The word "Parser" marks the lines to keep; find each one in the data and copy it.

##### RECORDS TO USE #####

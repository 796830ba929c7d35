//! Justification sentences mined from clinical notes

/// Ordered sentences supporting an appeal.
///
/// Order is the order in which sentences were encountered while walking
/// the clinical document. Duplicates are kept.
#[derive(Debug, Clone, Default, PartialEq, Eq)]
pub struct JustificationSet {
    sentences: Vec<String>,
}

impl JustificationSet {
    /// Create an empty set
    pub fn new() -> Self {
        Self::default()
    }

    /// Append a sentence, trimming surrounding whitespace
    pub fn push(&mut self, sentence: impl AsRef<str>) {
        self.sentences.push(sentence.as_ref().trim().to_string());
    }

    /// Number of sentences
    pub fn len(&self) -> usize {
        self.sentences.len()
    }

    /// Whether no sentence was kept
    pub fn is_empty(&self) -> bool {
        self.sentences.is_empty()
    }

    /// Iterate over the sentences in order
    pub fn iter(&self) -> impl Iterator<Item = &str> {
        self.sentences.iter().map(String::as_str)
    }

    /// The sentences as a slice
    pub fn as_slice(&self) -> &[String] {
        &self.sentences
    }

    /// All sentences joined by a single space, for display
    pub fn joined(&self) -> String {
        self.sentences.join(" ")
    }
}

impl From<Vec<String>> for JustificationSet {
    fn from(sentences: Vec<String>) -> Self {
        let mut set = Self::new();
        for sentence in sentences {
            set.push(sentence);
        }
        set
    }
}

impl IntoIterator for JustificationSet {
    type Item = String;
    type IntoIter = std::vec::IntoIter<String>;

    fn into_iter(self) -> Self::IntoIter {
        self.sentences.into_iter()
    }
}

#####
##### RECORDS TO USE #####

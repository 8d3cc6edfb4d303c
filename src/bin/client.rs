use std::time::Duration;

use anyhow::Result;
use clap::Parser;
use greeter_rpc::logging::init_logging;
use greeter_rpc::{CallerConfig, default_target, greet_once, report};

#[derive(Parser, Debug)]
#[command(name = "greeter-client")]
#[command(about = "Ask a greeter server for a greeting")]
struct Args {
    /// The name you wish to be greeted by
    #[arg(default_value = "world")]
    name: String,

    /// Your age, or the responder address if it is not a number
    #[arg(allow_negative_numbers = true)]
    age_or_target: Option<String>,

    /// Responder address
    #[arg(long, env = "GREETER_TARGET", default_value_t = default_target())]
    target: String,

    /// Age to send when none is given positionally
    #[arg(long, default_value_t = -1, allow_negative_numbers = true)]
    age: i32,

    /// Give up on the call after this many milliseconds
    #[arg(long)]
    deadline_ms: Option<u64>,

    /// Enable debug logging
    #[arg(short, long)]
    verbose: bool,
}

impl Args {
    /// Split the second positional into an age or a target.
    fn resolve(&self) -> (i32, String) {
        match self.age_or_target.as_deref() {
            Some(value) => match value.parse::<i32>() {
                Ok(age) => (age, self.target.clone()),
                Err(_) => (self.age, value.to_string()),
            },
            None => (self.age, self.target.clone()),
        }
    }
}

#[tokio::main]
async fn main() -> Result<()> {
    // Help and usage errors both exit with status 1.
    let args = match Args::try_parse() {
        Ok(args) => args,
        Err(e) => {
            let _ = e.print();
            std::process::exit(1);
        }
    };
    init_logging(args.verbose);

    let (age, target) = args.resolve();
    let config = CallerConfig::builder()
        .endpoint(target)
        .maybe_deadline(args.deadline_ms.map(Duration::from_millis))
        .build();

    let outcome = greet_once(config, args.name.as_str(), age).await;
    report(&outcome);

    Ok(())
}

#####
##### RECORDS TO USE #####

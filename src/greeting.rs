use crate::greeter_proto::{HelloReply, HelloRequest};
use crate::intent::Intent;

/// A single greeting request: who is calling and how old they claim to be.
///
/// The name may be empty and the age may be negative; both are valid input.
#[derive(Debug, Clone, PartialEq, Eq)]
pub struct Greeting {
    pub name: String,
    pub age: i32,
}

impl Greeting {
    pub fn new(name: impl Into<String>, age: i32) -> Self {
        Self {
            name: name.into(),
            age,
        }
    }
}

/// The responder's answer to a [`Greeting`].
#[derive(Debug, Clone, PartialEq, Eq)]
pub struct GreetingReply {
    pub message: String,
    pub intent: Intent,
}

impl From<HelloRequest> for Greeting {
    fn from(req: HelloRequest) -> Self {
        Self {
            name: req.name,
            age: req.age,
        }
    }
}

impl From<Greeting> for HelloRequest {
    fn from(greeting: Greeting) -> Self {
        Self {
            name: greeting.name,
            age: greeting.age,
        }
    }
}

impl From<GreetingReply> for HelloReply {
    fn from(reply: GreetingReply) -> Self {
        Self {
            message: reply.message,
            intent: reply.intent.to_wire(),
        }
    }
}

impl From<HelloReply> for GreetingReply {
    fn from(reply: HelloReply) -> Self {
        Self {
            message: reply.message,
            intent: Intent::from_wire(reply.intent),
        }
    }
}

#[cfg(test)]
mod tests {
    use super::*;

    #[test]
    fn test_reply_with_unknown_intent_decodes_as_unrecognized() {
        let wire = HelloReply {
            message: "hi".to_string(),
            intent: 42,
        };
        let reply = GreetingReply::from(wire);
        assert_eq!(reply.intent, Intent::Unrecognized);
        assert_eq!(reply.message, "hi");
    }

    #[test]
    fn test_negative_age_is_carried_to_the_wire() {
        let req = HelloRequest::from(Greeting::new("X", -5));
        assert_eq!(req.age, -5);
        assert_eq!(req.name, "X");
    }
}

#####

◆ REPLY:
use clap::Parser;
#[derive(Parser, Debug)]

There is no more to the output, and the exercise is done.